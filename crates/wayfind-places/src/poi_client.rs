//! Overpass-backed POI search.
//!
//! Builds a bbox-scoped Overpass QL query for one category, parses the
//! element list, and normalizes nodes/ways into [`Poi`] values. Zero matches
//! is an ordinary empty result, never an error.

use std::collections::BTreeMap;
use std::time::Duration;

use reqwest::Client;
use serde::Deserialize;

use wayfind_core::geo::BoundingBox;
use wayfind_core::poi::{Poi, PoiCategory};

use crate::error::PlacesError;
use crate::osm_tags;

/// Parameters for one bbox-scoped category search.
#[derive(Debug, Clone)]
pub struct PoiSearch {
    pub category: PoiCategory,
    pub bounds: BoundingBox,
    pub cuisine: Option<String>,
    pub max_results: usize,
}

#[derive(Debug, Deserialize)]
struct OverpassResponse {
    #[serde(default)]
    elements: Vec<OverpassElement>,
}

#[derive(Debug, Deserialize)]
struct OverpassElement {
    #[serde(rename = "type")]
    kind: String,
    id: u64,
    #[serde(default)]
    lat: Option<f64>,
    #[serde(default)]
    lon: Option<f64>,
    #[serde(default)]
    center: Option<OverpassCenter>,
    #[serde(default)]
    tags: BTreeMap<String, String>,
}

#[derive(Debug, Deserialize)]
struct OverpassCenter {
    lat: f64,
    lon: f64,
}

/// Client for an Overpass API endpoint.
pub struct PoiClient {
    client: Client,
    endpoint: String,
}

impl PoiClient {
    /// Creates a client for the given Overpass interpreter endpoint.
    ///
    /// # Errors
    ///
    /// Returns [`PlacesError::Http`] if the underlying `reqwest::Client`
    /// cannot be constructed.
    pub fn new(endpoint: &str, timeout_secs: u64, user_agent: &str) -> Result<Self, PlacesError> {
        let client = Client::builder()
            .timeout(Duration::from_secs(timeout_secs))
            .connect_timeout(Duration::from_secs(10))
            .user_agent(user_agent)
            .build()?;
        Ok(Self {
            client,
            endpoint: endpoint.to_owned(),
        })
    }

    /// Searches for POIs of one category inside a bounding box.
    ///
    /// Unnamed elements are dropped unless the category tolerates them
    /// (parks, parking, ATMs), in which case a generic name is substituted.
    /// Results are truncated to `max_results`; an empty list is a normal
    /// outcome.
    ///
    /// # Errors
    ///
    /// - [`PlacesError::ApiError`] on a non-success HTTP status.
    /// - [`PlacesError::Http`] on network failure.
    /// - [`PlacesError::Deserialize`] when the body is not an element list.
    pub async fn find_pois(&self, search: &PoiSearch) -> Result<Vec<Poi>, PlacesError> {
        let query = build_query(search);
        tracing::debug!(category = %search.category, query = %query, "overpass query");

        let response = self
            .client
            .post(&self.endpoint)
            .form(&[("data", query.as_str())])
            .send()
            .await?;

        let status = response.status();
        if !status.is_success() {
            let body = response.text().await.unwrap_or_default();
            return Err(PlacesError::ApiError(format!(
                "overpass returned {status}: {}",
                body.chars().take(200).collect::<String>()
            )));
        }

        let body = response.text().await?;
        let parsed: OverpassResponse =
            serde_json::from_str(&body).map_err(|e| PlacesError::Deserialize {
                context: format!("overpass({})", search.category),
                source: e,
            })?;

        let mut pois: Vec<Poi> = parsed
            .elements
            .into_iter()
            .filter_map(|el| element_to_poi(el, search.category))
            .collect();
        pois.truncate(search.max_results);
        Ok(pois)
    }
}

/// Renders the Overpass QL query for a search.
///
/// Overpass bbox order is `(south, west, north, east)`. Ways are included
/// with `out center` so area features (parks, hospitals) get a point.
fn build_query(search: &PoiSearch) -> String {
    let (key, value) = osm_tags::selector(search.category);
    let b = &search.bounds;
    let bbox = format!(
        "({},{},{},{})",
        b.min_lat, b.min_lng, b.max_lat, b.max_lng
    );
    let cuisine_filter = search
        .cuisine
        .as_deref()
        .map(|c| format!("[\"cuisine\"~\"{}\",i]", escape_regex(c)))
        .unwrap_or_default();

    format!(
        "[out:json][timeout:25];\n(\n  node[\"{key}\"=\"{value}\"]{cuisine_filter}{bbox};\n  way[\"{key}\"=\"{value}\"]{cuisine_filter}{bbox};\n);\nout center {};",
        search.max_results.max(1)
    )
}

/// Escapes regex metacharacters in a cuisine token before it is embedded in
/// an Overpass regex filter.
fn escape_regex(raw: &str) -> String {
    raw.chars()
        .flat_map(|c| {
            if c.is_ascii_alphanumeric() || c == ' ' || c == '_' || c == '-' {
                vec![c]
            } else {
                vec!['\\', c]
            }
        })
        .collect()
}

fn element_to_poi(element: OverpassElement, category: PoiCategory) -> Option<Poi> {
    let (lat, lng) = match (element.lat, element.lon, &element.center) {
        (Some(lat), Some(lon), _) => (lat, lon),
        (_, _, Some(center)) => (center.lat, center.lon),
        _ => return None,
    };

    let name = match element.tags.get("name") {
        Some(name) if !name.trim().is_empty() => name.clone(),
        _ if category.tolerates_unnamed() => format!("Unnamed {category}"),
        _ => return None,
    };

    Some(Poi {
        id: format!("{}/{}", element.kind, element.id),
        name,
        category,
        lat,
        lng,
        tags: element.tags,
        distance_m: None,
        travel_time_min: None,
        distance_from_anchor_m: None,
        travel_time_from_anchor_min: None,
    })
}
━━━━━━━━━━━━━━━━━━━━━━━━━━━━━━
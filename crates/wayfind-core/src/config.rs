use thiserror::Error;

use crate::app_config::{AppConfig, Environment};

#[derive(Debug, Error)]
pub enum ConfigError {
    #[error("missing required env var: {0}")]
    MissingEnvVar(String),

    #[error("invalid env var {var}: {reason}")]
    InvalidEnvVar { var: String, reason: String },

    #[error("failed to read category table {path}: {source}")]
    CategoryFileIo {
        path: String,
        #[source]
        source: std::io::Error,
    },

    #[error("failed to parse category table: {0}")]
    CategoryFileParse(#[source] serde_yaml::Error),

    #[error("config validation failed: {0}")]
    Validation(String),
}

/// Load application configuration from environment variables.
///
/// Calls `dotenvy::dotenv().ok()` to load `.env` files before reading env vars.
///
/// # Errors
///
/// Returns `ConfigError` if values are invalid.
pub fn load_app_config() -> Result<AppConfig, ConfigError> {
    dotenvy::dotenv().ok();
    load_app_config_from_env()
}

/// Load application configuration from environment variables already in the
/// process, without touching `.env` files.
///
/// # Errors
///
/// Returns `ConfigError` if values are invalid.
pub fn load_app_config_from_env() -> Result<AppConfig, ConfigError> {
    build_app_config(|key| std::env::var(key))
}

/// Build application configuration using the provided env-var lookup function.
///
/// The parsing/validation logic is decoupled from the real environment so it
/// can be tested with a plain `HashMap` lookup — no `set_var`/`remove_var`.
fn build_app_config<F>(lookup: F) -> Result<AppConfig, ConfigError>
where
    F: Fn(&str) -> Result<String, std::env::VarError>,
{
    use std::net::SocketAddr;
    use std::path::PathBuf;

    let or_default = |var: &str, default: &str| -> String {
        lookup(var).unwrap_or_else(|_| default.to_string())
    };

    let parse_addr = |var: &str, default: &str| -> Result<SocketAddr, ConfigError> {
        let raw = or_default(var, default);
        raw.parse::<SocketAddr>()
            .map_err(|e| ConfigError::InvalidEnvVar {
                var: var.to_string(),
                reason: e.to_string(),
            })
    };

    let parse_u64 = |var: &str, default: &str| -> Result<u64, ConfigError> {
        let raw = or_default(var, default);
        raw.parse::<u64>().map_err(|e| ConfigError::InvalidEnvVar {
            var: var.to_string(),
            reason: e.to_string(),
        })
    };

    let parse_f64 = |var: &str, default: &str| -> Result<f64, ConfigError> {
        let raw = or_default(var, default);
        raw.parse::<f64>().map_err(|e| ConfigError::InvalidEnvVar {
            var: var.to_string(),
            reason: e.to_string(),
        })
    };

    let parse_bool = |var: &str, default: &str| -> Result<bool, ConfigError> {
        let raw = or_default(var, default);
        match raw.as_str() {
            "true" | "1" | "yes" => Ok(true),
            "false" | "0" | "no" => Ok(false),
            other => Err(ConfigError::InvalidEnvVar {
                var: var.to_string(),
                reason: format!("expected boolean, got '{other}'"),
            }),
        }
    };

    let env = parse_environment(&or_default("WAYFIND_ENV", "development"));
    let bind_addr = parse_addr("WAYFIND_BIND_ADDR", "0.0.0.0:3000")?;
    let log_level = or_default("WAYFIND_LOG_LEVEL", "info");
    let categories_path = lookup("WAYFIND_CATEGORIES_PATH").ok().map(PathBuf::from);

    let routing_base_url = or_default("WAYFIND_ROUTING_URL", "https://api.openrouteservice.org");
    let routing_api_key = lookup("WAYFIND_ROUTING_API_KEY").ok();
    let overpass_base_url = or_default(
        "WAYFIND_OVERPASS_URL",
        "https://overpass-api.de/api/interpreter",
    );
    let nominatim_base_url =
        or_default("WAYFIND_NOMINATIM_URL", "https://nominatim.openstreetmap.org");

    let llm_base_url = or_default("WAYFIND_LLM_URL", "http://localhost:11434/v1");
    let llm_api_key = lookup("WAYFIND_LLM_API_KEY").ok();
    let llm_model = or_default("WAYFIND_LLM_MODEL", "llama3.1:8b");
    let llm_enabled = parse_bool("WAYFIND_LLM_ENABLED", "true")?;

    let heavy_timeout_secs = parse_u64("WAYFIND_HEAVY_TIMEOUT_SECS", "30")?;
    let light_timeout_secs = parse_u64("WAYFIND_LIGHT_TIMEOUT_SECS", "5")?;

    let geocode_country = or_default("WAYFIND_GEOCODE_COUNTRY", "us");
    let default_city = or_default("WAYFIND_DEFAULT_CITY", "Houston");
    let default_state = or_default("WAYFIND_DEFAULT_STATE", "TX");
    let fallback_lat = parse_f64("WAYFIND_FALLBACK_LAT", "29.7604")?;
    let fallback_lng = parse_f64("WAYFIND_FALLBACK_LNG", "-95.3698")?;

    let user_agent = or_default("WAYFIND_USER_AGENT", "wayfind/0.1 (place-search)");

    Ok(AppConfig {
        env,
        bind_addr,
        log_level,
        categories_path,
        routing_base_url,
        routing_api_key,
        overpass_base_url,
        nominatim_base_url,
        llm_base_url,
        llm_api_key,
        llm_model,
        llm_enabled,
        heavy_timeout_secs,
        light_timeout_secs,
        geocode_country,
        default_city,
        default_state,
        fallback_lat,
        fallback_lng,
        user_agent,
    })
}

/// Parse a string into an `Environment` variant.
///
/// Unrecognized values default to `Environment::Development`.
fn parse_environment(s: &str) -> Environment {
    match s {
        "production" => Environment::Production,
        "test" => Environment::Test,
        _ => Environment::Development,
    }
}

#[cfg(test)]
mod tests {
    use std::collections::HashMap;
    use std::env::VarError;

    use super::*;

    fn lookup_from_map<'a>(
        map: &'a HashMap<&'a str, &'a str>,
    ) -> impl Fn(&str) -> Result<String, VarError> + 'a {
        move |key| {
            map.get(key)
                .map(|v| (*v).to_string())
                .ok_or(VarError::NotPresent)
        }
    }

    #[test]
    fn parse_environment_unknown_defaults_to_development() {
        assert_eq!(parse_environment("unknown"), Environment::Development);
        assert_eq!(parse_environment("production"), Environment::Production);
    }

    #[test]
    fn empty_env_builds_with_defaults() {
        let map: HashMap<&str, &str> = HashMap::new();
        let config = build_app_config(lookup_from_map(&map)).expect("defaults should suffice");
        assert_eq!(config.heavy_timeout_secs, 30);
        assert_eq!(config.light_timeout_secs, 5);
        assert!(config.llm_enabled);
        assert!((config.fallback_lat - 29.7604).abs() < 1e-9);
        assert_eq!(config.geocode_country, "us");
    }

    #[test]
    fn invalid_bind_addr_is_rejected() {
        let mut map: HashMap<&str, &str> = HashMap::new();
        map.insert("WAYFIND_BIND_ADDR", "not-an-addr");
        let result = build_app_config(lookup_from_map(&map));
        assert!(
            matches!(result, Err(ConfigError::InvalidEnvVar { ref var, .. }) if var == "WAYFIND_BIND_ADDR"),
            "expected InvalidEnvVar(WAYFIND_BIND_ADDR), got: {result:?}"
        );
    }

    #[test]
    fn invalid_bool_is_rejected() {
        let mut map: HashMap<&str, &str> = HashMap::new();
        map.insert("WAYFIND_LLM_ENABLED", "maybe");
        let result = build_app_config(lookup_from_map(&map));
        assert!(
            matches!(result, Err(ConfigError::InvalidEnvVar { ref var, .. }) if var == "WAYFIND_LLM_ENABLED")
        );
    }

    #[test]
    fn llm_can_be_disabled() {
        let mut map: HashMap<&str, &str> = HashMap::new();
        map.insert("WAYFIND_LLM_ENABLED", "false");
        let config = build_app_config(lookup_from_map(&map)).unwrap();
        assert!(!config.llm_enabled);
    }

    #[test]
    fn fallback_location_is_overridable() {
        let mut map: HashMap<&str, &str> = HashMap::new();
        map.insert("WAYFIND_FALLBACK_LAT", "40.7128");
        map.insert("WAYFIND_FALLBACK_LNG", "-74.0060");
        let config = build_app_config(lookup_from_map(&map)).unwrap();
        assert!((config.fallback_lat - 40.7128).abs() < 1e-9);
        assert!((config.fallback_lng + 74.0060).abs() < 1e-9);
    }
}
━━━━━━━━━━━━━━━━━━━━━━━━━━━━━━
▶ **ACTIVITY**
From the listing above, copy all lines holding the word "parks".

▶ **RESULT OF THIS TASK**
    /// (parks, parking, ATMs), in which case a generic name is substituted.
/// with `out center` so area features (parks, hospitals) get a point.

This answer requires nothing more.